*** Block opens ***

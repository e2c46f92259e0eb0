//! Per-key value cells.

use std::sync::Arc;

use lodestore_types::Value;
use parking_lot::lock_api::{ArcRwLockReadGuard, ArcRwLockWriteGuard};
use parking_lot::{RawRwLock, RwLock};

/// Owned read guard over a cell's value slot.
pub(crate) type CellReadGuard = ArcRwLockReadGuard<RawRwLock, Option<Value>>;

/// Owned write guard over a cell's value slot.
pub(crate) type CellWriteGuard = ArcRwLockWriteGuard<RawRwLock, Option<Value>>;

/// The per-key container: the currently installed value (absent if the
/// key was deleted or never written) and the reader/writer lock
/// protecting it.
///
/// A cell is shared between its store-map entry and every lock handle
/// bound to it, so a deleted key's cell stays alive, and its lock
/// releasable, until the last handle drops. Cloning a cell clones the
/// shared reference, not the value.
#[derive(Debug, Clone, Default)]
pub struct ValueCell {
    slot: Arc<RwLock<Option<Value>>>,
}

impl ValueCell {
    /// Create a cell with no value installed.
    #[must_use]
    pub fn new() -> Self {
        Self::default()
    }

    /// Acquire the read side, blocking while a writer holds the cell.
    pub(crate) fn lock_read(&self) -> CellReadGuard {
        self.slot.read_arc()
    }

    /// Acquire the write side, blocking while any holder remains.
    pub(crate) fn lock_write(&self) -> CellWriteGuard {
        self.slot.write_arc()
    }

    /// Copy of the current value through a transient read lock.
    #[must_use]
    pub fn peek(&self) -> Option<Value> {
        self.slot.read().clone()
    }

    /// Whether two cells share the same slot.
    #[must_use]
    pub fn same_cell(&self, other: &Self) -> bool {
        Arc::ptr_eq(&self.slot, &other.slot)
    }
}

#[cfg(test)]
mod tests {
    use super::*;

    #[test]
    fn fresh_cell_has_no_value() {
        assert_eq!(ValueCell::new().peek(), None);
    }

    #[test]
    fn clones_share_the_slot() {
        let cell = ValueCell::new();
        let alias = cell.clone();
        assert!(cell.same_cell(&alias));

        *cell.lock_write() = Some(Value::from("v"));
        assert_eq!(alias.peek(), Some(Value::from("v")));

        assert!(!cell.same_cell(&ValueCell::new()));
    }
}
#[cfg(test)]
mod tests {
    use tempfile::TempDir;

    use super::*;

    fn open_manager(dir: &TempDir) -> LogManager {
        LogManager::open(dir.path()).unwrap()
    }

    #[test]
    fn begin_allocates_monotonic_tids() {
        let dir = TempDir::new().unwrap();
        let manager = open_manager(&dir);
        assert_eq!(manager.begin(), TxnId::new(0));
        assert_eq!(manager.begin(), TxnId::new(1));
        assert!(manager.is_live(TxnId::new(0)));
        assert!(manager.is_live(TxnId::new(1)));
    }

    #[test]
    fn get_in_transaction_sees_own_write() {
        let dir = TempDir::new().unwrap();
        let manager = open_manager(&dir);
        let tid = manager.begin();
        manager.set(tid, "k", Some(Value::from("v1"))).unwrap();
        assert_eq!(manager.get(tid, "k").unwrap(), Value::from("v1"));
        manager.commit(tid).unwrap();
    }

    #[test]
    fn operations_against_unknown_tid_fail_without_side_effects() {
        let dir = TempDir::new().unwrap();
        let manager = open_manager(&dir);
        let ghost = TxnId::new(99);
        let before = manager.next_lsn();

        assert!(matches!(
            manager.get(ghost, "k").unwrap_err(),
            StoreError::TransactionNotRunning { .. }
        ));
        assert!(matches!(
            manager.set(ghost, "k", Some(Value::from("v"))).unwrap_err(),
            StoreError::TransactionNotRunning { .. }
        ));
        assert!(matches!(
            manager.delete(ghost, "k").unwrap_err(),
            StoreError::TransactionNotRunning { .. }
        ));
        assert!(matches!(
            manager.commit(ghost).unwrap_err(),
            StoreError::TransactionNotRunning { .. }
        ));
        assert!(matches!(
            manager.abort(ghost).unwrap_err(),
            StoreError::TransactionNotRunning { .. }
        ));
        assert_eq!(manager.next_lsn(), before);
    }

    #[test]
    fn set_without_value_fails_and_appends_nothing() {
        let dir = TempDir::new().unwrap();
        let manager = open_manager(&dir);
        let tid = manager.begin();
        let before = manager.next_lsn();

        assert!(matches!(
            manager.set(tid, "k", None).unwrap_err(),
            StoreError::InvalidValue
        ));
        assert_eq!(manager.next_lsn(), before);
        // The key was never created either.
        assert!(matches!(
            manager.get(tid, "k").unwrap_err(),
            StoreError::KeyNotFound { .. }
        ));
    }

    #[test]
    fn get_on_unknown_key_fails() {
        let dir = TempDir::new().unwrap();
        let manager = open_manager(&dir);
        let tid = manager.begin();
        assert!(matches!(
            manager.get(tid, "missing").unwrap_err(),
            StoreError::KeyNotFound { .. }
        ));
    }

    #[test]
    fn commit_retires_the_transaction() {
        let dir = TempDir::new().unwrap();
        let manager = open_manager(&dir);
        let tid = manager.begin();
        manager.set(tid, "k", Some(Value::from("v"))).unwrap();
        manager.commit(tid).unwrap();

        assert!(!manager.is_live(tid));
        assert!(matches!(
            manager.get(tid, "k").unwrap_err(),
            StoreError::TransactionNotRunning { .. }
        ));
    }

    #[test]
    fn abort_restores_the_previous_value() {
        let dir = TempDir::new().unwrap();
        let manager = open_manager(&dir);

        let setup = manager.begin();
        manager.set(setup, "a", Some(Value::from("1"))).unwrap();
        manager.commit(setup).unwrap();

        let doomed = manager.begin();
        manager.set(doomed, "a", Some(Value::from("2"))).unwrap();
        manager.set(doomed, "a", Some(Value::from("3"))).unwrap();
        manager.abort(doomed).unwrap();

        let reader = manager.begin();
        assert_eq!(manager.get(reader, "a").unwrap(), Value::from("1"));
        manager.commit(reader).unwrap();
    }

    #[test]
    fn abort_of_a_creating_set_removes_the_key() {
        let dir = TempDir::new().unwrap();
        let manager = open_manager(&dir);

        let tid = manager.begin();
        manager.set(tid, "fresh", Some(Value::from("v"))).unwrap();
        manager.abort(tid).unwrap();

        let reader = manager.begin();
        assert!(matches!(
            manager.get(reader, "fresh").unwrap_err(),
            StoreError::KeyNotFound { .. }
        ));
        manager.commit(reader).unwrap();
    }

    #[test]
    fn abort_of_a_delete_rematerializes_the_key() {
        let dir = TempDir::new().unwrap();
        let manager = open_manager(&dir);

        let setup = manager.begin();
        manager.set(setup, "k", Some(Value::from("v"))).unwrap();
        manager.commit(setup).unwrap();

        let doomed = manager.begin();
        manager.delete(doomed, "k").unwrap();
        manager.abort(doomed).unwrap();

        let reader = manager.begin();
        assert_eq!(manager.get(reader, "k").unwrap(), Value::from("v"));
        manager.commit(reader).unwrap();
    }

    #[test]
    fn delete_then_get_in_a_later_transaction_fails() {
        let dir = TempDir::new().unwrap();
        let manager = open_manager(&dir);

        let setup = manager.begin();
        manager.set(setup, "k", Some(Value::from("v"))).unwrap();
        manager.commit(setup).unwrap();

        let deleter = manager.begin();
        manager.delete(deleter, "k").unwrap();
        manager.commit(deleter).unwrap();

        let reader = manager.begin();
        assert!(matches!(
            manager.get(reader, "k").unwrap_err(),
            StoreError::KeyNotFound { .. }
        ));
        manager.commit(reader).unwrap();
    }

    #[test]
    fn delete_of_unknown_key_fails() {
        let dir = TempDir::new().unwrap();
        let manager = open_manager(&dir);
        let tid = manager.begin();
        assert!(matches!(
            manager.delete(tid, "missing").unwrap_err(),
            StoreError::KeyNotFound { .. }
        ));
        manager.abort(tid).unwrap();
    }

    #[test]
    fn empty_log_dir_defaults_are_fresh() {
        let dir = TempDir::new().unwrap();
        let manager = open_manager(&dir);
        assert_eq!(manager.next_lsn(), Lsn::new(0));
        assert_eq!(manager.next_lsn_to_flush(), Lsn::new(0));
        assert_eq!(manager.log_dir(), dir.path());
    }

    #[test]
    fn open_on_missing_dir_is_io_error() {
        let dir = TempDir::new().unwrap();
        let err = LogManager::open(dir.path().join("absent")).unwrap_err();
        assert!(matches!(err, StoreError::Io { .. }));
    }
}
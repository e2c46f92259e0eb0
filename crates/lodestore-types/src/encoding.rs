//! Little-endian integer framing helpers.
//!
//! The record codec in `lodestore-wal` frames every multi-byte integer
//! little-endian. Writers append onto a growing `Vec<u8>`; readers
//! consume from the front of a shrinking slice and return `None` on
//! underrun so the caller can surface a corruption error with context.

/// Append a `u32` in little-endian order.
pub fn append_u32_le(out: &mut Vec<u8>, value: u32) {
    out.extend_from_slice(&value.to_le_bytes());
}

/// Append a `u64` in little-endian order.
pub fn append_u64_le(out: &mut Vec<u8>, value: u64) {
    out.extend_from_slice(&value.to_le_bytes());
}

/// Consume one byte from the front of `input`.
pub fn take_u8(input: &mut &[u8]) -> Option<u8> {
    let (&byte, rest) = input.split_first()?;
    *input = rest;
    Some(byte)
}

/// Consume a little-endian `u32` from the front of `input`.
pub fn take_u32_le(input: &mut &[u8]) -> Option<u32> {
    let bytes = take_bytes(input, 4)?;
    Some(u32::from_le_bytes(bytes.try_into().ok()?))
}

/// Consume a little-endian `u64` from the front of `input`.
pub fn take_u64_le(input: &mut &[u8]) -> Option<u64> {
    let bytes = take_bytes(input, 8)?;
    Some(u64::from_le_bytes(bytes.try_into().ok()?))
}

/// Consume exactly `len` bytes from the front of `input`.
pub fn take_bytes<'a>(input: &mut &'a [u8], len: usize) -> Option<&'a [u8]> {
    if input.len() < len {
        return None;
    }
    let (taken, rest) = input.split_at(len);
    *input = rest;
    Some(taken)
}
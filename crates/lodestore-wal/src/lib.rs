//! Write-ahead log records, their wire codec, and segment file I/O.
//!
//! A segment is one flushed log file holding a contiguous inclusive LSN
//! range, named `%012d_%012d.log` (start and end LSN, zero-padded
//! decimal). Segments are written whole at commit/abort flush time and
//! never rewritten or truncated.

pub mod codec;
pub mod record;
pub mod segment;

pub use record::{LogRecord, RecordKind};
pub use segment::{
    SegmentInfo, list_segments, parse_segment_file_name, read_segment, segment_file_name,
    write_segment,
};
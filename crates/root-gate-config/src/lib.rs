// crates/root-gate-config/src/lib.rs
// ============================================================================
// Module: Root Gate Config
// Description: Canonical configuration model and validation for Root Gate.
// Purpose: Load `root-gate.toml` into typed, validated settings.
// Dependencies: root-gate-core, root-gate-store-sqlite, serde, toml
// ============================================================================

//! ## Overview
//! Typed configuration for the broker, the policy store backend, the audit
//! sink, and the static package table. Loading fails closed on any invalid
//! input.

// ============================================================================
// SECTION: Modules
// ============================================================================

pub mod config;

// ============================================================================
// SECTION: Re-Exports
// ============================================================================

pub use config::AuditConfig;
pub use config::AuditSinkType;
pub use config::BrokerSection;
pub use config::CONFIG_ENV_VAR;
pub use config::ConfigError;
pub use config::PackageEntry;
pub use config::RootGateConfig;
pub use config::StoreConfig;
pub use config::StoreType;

*** Block closes ***

What you will do: Please repeat word for word the lines above that run from the beginning through the line containing "pub fn same_cell(&self, other: &Self)", keeping both the first and that last line.

Answer for the task:
repository e2c46f92259e0eb0
//! Per-key value cells.

use std::sync::Arc;

use lodestore_types::Value;
use parking_lot::lock_api::{ArcRwLockReadGuard, ArcRwLockWriteGuard};
use parking_lot::{RawRwLock, RwLock};

/// Owned read guard over a cell's value slot.
pub(crate) type CellReadGuard = ArcRwLockReadGuard<RawRwLock, Option<Value>>;

/// Owned write guard over a cell's value slot.
pub(crate) type CellWriteGuard = ArcRwLockWriteGuard<RawRwLock, Option<Value>>;

/// The per-key container: the currently installed value (absent if the
/// key was deleted or never written) and the reader/writer lock
/// protecting it.
///
/// A cell is shared between its store-map entry and every lock handle
/// bound to it, so a deleted key's cell stays alive, and its lock
/// releasable, until the last handle drops. Cloning a cell clones the
/// shared reference, not the value.
#[derive(Debug, Clone, Default)]
pub struct ValueCell {
    slot: Arc<RwLock<Option<Value>>>,
}

impl ValueCell {
    /// Create a cell with no value installed.
    #[must_use]
    pub fn new() -> Self {
        Self::default()
    }

    /// Acquire the read side, blocking while a writer holds the cell.
    pub(crate) fn lock_read(&self) -> CellReadGuard {
        self.slot.read_arc()
    }

    /// Acquire the write side, blocking while any holder remains.
    pub(crate) fn lock_write(&self) -> CellWriteGuard {
        self.slot.write_arc()
    }

    /// Copy of the current value through a transient read lock.
    #[must_use]
    pub fn peek(&self) -> Option<Value> {
        self.slot.read().clone()
    }

    /// Whether two cells share the same slot.
    #[must_use]
    pub fn same_cell(&self, other: &Self) -> bool {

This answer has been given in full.